▶ [What you will do]
Where a line contains "pub use projection::ProjectionService;", start there and write out that line and each one after it, word for word, through the final line of the entries; add nothing else.

____

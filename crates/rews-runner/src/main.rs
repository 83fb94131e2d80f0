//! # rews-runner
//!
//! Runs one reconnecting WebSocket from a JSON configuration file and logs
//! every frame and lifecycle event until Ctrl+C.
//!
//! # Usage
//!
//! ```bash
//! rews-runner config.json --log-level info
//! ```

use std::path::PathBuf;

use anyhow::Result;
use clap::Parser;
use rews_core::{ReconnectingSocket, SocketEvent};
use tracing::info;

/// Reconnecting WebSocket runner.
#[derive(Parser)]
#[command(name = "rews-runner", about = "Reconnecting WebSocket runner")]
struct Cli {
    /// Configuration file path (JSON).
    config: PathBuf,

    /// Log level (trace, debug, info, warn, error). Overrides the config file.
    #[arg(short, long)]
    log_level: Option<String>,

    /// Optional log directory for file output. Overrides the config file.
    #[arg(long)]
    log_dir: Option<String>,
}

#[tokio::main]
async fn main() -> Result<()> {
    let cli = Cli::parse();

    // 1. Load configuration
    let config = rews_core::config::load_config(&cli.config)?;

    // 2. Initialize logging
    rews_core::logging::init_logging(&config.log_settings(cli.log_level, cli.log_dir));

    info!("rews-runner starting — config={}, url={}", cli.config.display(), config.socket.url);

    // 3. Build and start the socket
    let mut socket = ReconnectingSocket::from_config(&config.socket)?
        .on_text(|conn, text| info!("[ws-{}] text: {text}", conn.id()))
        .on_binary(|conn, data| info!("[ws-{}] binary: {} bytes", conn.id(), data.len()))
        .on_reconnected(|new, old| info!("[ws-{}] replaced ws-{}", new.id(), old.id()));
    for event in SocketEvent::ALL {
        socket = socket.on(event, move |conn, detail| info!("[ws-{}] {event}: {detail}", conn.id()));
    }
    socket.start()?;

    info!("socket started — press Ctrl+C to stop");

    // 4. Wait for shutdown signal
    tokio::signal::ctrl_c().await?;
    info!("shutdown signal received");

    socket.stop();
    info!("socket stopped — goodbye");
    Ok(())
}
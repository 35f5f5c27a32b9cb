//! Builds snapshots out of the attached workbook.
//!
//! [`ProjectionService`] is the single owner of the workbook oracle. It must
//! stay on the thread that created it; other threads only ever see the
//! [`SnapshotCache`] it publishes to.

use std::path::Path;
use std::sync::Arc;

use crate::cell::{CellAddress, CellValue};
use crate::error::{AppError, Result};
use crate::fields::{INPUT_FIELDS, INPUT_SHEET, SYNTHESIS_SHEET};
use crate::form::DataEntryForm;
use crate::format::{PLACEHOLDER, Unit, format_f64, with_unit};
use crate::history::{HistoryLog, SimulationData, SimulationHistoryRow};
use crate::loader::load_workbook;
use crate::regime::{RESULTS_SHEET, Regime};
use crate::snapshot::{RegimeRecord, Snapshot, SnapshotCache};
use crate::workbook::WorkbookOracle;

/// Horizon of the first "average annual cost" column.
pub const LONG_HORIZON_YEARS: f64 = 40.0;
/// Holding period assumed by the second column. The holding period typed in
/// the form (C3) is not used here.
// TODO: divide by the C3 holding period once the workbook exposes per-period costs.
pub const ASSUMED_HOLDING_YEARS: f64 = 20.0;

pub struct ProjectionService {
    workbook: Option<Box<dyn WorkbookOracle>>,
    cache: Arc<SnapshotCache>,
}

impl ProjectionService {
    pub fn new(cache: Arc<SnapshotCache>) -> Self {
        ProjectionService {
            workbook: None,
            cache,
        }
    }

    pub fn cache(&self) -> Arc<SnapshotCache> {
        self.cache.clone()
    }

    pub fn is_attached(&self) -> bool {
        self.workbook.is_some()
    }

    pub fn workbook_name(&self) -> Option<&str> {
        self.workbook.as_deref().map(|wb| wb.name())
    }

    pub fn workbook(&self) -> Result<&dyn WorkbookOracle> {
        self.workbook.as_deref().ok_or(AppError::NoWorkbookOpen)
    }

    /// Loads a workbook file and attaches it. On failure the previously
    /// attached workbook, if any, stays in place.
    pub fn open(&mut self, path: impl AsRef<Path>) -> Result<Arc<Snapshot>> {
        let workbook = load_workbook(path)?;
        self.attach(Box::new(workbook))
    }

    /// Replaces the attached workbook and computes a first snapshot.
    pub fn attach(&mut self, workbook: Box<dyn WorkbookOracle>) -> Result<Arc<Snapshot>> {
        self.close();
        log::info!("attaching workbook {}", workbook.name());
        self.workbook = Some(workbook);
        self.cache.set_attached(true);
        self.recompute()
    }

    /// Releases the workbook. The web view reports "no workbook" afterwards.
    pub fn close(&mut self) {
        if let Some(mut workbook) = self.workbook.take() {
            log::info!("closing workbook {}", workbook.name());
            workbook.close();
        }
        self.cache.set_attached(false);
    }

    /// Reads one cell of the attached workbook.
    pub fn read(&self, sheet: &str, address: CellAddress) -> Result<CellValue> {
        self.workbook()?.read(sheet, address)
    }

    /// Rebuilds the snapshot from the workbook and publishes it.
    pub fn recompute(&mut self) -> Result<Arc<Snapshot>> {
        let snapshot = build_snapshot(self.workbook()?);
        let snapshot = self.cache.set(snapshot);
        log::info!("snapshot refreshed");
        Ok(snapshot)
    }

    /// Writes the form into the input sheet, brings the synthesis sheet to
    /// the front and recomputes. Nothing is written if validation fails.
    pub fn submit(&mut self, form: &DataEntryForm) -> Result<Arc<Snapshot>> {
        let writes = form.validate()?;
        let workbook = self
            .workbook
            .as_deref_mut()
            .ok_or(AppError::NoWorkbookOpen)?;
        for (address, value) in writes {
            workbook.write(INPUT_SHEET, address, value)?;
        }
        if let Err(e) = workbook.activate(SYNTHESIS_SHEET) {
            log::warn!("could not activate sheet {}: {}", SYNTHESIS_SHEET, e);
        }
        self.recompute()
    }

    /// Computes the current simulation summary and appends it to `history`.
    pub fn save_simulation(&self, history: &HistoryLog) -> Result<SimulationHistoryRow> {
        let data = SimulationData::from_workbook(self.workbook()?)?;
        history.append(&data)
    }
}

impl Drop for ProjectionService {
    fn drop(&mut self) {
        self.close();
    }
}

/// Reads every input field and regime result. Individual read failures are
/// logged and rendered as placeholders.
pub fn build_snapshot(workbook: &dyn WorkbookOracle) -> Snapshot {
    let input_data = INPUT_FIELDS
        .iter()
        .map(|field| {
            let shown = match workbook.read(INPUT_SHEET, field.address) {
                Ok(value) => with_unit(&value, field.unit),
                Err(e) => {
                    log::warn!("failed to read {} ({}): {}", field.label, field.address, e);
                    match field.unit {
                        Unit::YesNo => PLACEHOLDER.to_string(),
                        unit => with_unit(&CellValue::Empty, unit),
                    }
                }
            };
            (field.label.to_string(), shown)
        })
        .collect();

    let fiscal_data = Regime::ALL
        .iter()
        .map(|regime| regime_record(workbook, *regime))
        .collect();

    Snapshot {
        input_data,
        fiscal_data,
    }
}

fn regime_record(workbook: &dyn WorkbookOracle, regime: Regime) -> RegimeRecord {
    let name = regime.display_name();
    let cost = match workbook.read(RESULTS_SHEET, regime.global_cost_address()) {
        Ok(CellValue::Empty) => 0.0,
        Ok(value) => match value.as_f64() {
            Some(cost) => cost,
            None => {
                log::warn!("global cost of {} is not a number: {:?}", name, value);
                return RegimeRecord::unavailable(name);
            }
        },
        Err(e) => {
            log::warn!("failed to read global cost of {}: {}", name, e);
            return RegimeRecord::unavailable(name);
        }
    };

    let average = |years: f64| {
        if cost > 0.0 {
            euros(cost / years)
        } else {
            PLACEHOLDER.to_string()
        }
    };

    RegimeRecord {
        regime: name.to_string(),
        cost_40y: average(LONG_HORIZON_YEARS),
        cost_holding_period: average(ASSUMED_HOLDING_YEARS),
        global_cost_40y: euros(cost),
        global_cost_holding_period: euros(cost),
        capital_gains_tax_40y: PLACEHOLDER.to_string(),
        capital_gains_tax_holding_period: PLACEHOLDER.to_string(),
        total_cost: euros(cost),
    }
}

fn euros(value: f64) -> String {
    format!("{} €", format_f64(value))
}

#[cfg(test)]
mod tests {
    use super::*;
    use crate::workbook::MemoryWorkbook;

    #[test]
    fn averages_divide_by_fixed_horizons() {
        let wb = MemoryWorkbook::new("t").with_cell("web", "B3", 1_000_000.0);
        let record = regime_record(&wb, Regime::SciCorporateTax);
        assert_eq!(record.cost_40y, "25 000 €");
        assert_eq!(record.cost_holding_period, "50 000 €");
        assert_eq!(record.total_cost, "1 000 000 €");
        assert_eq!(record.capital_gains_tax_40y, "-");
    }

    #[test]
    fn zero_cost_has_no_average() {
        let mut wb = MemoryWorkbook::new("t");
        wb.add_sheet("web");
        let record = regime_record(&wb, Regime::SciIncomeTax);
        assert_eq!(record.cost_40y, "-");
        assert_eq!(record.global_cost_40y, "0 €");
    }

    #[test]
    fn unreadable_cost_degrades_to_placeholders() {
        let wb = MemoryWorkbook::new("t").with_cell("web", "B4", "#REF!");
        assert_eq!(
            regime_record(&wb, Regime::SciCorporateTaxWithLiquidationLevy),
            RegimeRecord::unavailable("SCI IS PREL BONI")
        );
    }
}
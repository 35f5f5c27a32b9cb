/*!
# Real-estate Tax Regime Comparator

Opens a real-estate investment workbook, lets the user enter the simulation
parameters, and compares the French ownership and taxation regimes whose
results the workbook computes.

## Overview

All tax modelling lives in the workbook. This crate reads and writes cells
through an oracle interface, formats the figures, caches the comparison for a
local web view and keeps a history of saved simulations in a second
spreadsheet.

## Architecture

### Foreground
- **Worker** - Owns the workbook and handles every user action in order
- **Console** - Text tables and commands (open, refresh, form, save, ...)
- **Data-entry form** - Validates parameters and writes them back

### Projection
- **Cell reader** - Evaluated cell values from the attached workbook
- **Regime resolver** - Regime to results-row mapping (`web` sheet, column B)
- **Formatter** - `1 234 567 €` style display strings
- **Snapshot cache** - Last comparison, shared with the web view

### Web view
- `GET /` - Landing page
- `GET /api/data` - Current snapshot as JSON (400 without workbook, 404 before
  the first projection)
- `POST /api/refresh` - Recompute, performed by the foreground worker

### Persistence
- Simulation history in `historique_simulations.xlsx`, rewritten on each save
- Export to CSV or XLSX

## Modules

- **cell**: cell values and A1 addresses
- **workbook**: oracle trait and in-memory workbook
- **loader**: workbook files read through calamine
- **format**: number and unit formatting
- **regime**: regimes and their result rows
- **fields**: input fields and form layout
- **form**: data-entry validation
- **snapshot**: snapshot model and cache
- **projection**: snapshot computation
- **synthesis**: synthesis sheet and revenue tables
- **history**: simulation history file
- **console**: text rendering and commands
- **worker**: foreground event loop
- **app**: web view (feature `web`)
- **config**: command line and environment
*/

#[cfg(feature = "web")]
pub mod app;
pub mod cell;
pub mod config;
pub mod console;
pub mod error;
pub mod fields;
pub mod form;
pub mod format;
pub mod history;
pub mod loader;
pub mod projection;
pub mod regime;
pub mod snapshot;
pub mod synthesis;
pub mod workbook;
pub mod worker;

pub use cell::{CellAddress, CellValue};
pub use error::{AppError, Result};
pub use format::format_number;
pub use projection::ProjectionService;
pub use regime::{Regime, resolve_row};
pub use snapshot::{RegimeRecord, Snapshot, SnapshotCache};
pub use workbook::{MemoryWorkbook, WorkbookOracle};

____

▶ [Output below]
pub use projection::ProjectionService;
pub use regime::{Regime, resolve_row};
pub use snapshot::{RegimeRecord, Snapshot, SnapshotCache};
pub use workbook::{MemoryWorkbook, WorkbookOracle};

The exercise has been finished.